Northern Ireland news

Siblings diagnosed with genetic heart condition after sister left in a coma from shock cardiac arrest support BHF Christmas appeal

Joanna Ireland (58) and her brother Paul Leeming (55), both from Glengormley, Co Antrim, discovered this year that they both have the inherited heart condition hypertrophic cardiomyopathy

A BROTHER and sister diagnosed with a genetic heart condition after one was left in a coma with a shock cardiac arrest are urging people to donate to a Christmas appeal to fund lifesaving research.

Joanna Ireland (58) and her brother Paul Leeming (55), both from Glengormley, Co Antrim, discovered this year that they both have the inherited heart condition, hypertrophic cardiomyopathy (HCM), which causes the heart muscle wall to thicken.

The siblings only learned they had the potentially life-threatening condition after Mrs Ireland suffered a cardiac arrest during a fitness session in February.

Leisure centre staff performed CPR and used a defibrillator to save the mother-of-three's life.

"I'll never forget the call from my brother-in-law to say that Joanna had a cardiac arrest and was in hospital in an induced coma," Mr Leeming said.

"Everyone who knows her knows how fit and active she is so it was a huge shock."
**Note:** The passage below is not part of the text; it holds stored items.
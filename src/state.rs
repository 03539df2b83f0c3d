//! Dispatch-call state machine and terminal outcomes
//!
//! These are the states of one `dispatch` call, not of the remote executor.
//! The executor's own status is only an event source that drives
//! [`DispatchState::advance`].

use serde::{Deserialize, Serialize};
use std::fmt;

/// State of a single dispatch call
#[derive(Debug, Clone, Copy, PartialEq, Eq, Serialize, Deserialize)]
#[serde(rename_all = "snake_case")]
pub enum DispatchState {
    Idle,
    Pending,
    Active,
    Succeeded,
    Rejected,
    Aborted,
    /// Canceled by the client, or abandoned without an outcome
    Preempted,
    TimedOut,
}

/// Inputs that move a dispatch between states
#[derive(Debug, Clone, Copy, PartialEq, Eq)]
pub enum Transition {
    Sent,
    Accepted,
    Rejected,
    Succeeded,
    Aborted,
    Preempted,
    DeadlineElapsed,
}

impl DispatchState {
    pub fn is_terminal(self) -> bool {
        matches!(
            self,
            DispatchState::Succeeded
                | DispatchState::Rejected
                | DispatchState::Aborted
                | DispatchState::Preempted
                | DispatchState::TimedOut
        )
    }

    /// Apply `transition`, returning `None` when it is not allowed from this state.
    ///
    /// Terminal states accept nothing. Preemption is deliverable while Pending
    /// as well as Active.
    pub fn advance(self, transition: Transition) -> Option<DispatchState> {
        use DispatchState::*;

        match (self, transition) {
            (Idle, Transition::Sent) => Some(Pending),
            (Pending, Transition::Accepted) => Some(Active),
            (Pending, Transition::Rejected) => Some(Rejected),
            (Active, Transition::Succeeded) => Some(Succeeded),
            (Active, Transition::Aborted) => Some(Aborted),
            (Pending | Active, Transition::Preempted) => Some(Preempted),
            (Pending | Active, Transition::DeadlineElapsed) => Some(TimedOut),
            _ => None,
        }
    }
}

impl fmt::Display for DispatchState {
    fn fmt(&self, f: &mut fmt::Formatter<'_>) -> fmt::Result {
        let name = match self {
            DispatchState::Idle => "idle",
            DispatchState::Pending => "pending",
            DispatchState::Active => "active",
            DispatchState::Succeeded => "succeeded",
            DispatchState::Rejected => "rejected",
            DispatchState::Aborted => "aborted",
            DispatchState::Preempted => "preempted",
            DispatchState::TimedOut => "timed_out",
        };
        f.write_str(name)
    }
}

/// Terminal result of a dispatch. Remote failures are values here, not errors.
#[derive(Debug, Clone, PartialEq, Eq, Serialize, Deserialize)]
#[serde(rename_all = "snake_case", tag = "outcome", content = "reason")]
pub enum ExecutionOutcome {
    Succeeded,
    Rejected(Option<String>),
    Aborted(Option<String>),
    Preempted,
    TimedOut,
}

impl ExecutionOutcome {
    pub fn is_success(&self) -> bool {
        matches!(self, ExecutionOutcome::Succeeded)
    }

    /// Executor-supplied reason, when there is one
    pub fn reason(&self) -> Option<&str> {
        match self {
            ExecutionOutcome::Rejected(reason) | ExecutionOutcome::Aborted(reason) => {
                reason.as_deref()
            }
            _ => None,
        }
    }

    /// The terminal dispatch state this outcome corresponds to
    pub fn state(&self) -> DispatchState {
        match self {
            ExecutionOutcome::Succeeded => DispatchState::Succeeded,
            ExecutionOutcome::Rejected(_) => DispatchState::Rejected,
            ExecutionOutcome::Aborted(_) => DispatchState::Aborted,
            ExecutionOutcome::Preempted => DispatchState::Preempted,
            ExecutionOutcome::TimedOut => DispatchState::TimedOut,
        }
    }
}

impl fmt::Display for ExecutionOutcome {
    fn fmt(&self, f: &mut fmt::Formatter<'_>) -> fmt::Result {
        match self.reason() {
            Some(reason) => write!(f, "{}: {}", self.state(), reason),
            None => write!(f, "{}", self.state()),
        }
    }
}

#[cfg(test)]
mod tests {
    use super::*;

    #[test]
    fn test_happy_path() {
        let state = DispatchState::Idle
            .advance(Transition::Sent)
            .and_then(|s| s.advance(Transition::Accepted))
            .and_then(|s| s.advance(Transition::Succeeded));
        assert_eq!(state, Some(DispatchState::Succeeded));
    }

    #[test]
    fn test_success_requires_active() {
        assert_eq!(DispatchState::Pending.advance(Transition::Succeeded), None);
        assert_eq!(DispatchState::Active.advance(Transition::Rejected), None);
    }

    #[test]
    fn test_terminal_states_are_final() {
        let terminals = [
            DispatchState::Succeeded,
            DispatchState::Rejected,
            DispatchState::Aborted,
            DispatchState::Preempted,
            DispatchState::TimedOut,
        ];
        let transitions = [
            Transition::Sent,
            Transition::Accepted,
            Transition::Rejected,
            Transition::Succeeded,
            Transition::Aborted,
            Transition::Preempted,
            Transition::DeadlineElapsed,
        ];
        for state in terminals {
            assert!(state.is_terminal());
            for transition in transitions {
                assert_eq!(state.advance(transition), None, "{state} accepted {transition:?}");
            }
        }
    }

    #[test]
    fn test_outcome_display_includes_reason() {
        let outcome = ExecutionOutcome::Aborted(Some("joint_lift stalled".to_string()));
        assert_eq!(outcome.to_string(), "aborted: joint_lift stalled");
        assert_eq!(ExecutionOutcome::TimedOut.to_string(), "timed_out");
    }
}
//! Action channel abstraction
//!
//! The transport between the dispatcher and a remote trajectory executor:
//! send a goal, watch its event stream, request cancellation and await the
//! terminal result. Implementations live in [`crate::tcp_channel`] and
//! [`crate::sim`].

use crate::error::ChannelError;
use crate::goal::TrajectoryGoal;
use async_trait::async_trait;
use futures::stream::BoxStream;
use serde::{Deserialize, Serialize};
use std::fmt;
use uuid::Uuid;

/// Identifier of one remote execution instance
#[derive(Debug, Clone, Copy, PartialEq, Eq, Hash, Serialize, Deserialize)]
#[serde(transparent)]
pub struct GoalId(Uuid);

impl GoalId {
    pub fn new() -> Self {
        Self(Uuid::new_v4())
    }
}

impl Default for GoalId {
    fn default() -> Self {
        Self::new()
    }
}

impl fmt::Display for GoalId {
    fn fmt(&self, f: &mut fmt::Formatter<'_>) -> fmt::Result {
        self.0.fmt(f)
    }
}

/// Progress report from the executor while a goal is active
#[derive(Debug, Clone, PartialEq, Serialize, Deserialize)]
pub struct TrajectoryFeedback {
    /// Index of the waypoint the executor is currently heading to
    pub waypoint_index: usize,
    pub desired: Vec<f64>,
    #[serde(default, skip_serializing_if = "Option::is_none")]
    pub actual: Option<Vec<f64>>,
}

/// Events delivered on a goal's feedback stream, in executor order
#[derive(Debug, Clone, PartialEq, Serialize, Deserialize)]
#[serde(rename_all = "snake_case", tag = "event")]
pub enum FeedbackEvent {
    Accepted,
    Rejected { reason: Option<String> },
    Progress(TrajectoryFeedback),
}

/// Terminal result reported by the executor for an accepted goal
#[derive(Debug, Clone, PartialEq, Eq, Serialize, Deserialize)]
#[serde(rename_all = "snake_case", tag = "status")]
pub enum ResultEvent {
    Succeeded,
    Aborted { reason: Option<String> },
    /// The goal was stopped in response to a cancel request
    Canceled { reason: Option<String> },
}

pub type FeedbackStream = BoxStream<'static, FeedbackEvent>;

/// Request/feedback/result transport to a trajectory executor.
///
/// `subscribe_feedback` and `await_result` may each be called once per goal.
/// A stream that ends before a terminal event means the transport is gone.
#[async_trait]
pub trait ActionChannel: Send + Sync {
    /// Submit a goal. Every call starts a new remote execution.
    async fn send(&self, goal: &TrajectoryGoal) -> Result<GoalId, ChannelError>;

    async fn subscribe_feedback(&self, goal: &GoalId) -> Result<FeedbackStream, ChannelError>;

    /// Ask the executor to stop `goal`. The outcome still arrives via `await_result`.
    async fn cancel(&self, goal: &GoalId) -> Result<(), ChannelError>;

    async fn await_result(&self, goal: &GoalId) -> Result<ResultEvent, ChannelError>;

    /// Drop local bookkeeping for a goal the client is done with. Messages
    /// that still arrive for it are ignored.
    async fn release(&self, _goal: &GoalId) {}
}

#[cfg(test)]
mod tests {
    use super::*;

    #[test]
    fn test_feedback_event_json_shape() {
        let event = FeedbackEvent::Rejected { reason: Some("unknown joint".to_string()) };
        let json = serde_json::to_value(&event).unwrap();
        assert_eq!(json["event"], "rejected");
        assert_eq!(json["reason"], "unknown joint");
    }

    #[test]
    fn test_goal_ids_are_unique() {
        assert_ne!(GoalId::new(), GoalId::new());
    }
}
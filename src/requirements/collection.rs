//! An ordered list of requirements, as read from a requirements file.

use std::cmp::Ordering;
use std::fs;
use std::path::Path;

use regex::RegexBuilder;
use tracing::debug;

use crate::error::{ReqzError, Result};
use crate::storage::SafeWriter;

use super::Requirement;

/// What [`RequirementCollection::add_or_replace`] did.
#[derive(Debug, Clone, Copy, PartialEq, Eq)]
pub enum AddOutcome {
    /// The requirement was appended.
    Added,
    /// An entry with the same identity was replaced in place.
    Replaced,
}

/// A name that occurs more than once, with how many extra times it occurs.
#[derive(Debug, Clone)]
pub struct Duplicate {
    /// The first entry carrying the name.
    pub requirement: Requirement,
    /// Occurrences beyond the first.
    pub count: usize,
}

/// Requirements in file order.
///
/// Entries sharing a name may coexist (files can contain them, and
/// [`duplicates`](Self::duplicates) reports them); [`add_or_replace`](Self::add_or_replace)
/// never creates new ones.
#[derive(Debug, Clone, Default)]
pub struct RequirementCollection {
    requirements: Vec<Requirement>,
}

impl RequirementCollection {
    /// Create an empty collection.
    pub fn new() -> Self {
        Self::default()
    }

    /// Parse requirements file content. Blank lines and `#` comments are
    /// skipped; the first malformed line fails the whole parse.
    pub fn parse(content: &str) -> std::result::Result<Self, (usize, crate::error::ParseError)> {
        let mut requirements = Vec::new();
        for (index, line) in content.lines().enumerate() {
            let trimmed = line.trim();
            if trimmed.is_empty() || trimmed.starts_with('#') {
                continue;
            }
            let requirement = Requirement::parse(line).map_err(|err| (index + 1, err))?;
            requirements.push(requirement);
        }
        Ok(Self { requirements })
    }

    /// Read and parse a requirements file.
    pub fn from_file(path: &Path) -> Result<Self> {
        let content = fs::read_to_string(path)
            .map_err(|e| ReqzError::from_file_error(e, path, "Failed to read file"))?;
        let collection =
            Self::parse(&content).map_err(|(line_number, source)| ReqzError::ParseInFile {
                path: path.to_path_buf(),
                line_number,
                source,
            })?;
        debug!(
            "Loaded {} requirements from {}",
            collection.len(),
            path.display()
        );
        Ok(collection)
    }

    /// Write the collection, sorted by name, through a [`SafeWriter`].
    pub fn write(&self, path: &Path) -> Result<()> {
        debug!("Writing sorted file: {}", path.display());
        SafeWriter::new(path).write(&self.to_file_content())
    }

    /// File content for this collection: sorted, one per line, trailing newline.
    pub fn to_file_content(&self) -> String {
        let mut content = String::new();
        for requirement in self.sorted_by_name() {
            content.push_str(&requirement.to_string());
            content.push('\n');
        }
        content
    }

    pub fn len(&self) -> usize {
        self.requirements.len()
    }

    pub fn is_empty(&self) -> bool {
        self.requirements.is_empty()
    }

    pub fn iter(&self) -> std::slice::Iter<'_, Requirement> {
        self.requirements.iter()
    }

    /// Append without any duplicate checks.
    pub fn push(&mut self, requirement: Requirement) {
        self.requirements.push(requirement);
    }

    /// Parse `line` and add it, replacing an existing entry for the same
    /// package when its specs differ.
    pub fn add_or_replace(&mut self, line: &str) -> Result<AddOutcome> {
        let requirement = Requirement::parse(line)?;
        self.add_or_replace_requirement(requirement)
    }

    /// Add a parsed requirement; see [`add_or_replace`](Self::add_or_replace).
    pub fn add_or_replace_requirement(&mut self, requirement: Requirement) -> Result<AddOutcome> {
        let identity = requirement.identity();
        let existing = self
            .requirements
            .iter()
            .position(|r| r.identity() == identity);

        match existing {
            Some(index) if self.requirements[index] == requirement => {
                Err(ReqzError::DuplicateConflict {
                    requirement: self.requirements[index].to_string(),
                })
            }
            Some(index) => {
                debug!("Replacing requirement: {}", self.requirements[index]);
                self.requirements[index] = requirement;
                Ok(AddOutcome::Replaced)
            }
            None => {
                self.requirements.push(requirement);
                Ok(AddOutcome::Added)
            }
        }
    }

    /// Names occurring more than once, in order of first occurrence.
    ///
    /// Names are compared exactly as stored. Local paths have no name and
    /// are never reported.
    pub fn duplicates(&self) -> Vec<Duplicate> {
        let mut duplicates: Vec<Duplicate> = Vec::new();
        for (index, requirement) in self.requirements.iter().enumerate() {
            if !requirement.has_name_identity() {
                continue;
            }
            let first = self.requirements[..index]
                .iter()
                .position(|r| r.has_name_identity() && r.name == requirement.name);
            let Some(first) = first else {
                continue;
            };
            let first = &self.requirements[first];
            match duplicates
                .iter_mut()
                .find(|d| d.requirement.name == first.name)
            {
                Some(duplicate) => duplicate.count += 1,
                None => duplicates.push(Duplicate {
                    requirement: first.clone(),
                    count: 1,
                }),
            }
        }
        duplicates
    }

    /// First requirement with exactly this name.
    pub fn find_by_name(&self, name: &str) -> Option<&Requirement> {
        self.requirements.iter().find(|r| r.name == name)
    }

    /// Requirements whose canonical form matches `pattern`.
    ///
    /// The pattern is compiled up front, so an invalid pattern fails before
    /// anything is yielded.
    pub fn search<'a>(
        &'a self,
        pattern: &str,
        ignore_case: bool,
    ) -> Result<impl Iterator<Item = &'a Requirement> + 'a> {
        self.search_matching(pattern, ignore_case, false)
    }

    /// Like [`search`](Self::search), optionally yielding the entries that do
    /// *not* match instead.
    pub fn search_matching<'a>(
        &'a self,
        pattern: &str,
        ignore_case: bool,
        invert: bool,
    ) -> Result<impl Iterator<Item = &'a Requirement> + 'a> {
        let regex = RegexBuilder::new(pattern)
            .case_insensitive(ignore_case)
            .build()
            .map_err(|source| ReqzError::InvalidPattern {
                pattern: pattern.to_string(),
                source,
            })?;
        Ok(self
            .requirements
            .iter()
            .filter(move |r| regex.is_match(&r.to_string()) != invert))
    }

    /// Requirements sorted by name, then specs. Stable.
    pub fn sorted_by_name(&self) -> Vec<&Requirement> {
        let mut sorted: Vec<&Requirement> = self.requirements.iter().collect();
        sorted.sort_by(|a, b| compare_by_name(a, b));
        sorted
    }

    /// Distinct requirement names in sorted order, for registry lookups.
    pub fn names(&self) -> Vec<&str> {
        let mut names: Vec<&str> = self
            .requirements
            .iter()
            .filter(|r| r.has_name_identity())
            .map(Requirement::name)
            .collect();
        names.sort_unstable();
        names.dedup();
        names
    }
}

fn compare_by_name(a: &Requirement, b: &Requirement) -> Ordering {
    a.name.cmp(&b.name).then_with(|| a.specs.cmp(&b.specs))
}

impl<'a> IntoIterator for &'a RequirementCollection {
    type Item = &'a Requirement;
    type IntoIter = std::slice::Iter<'a, Requirement>;

    fn into_iter(self) -> Self::IntoIter {
        self.requirements.iter()
    }
}

impl FromIterator<Requirement> for RequirementCollection {
    fn from_iter<T: IntoIterator<Item = Requirement>>(iter: T) -> Self {
        Self {
            requirements: iter.into_iter().collect(),
        }
    }
}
After Mrs Ireland learned she had HCM she went through her family tree with nurse specialist Joanne McOsker who also then assessed her brother who has also been diagnosed with the same condition.

She has been fitted with an implantable cardioverter defibrillator (ICD) and the father-of-two is scheduled to have one fitted.

Their family is supporting British Heart Foundation Northern Ireland (BHF NI)'s Christmas Appeal, which aims to raise over half a million pounds for life-saving research into all heart and circulatory diseases, including inherited heart conditions.

BHF NI funds the Miles Frost Nurse Specialist within the ICC service, allowing more people to receive the screening and treatment to prevent sudden death.

"We are so grateful for the care and support we have received from this wonderful service," Mrs Ireland said.

"Recovering from the physical effects of a cardiac arrest is one thing but coping with the emotional impact of going through it and then knowing you and your brother both have this genetic condition is another."

"Although we obviously would prefer not to have hypertrophic cardiomyopathy we both feel very lucky that it was identified and are able to spend Christmas as a family when it might have been so different."

Karen McCammon, from BHF NI said its funding for nurse specialists is "thanks to the generosity of the public".

"One in four people die from heart and circulatory diseases in Northern Ireland, but you can help keep families together this Christmas."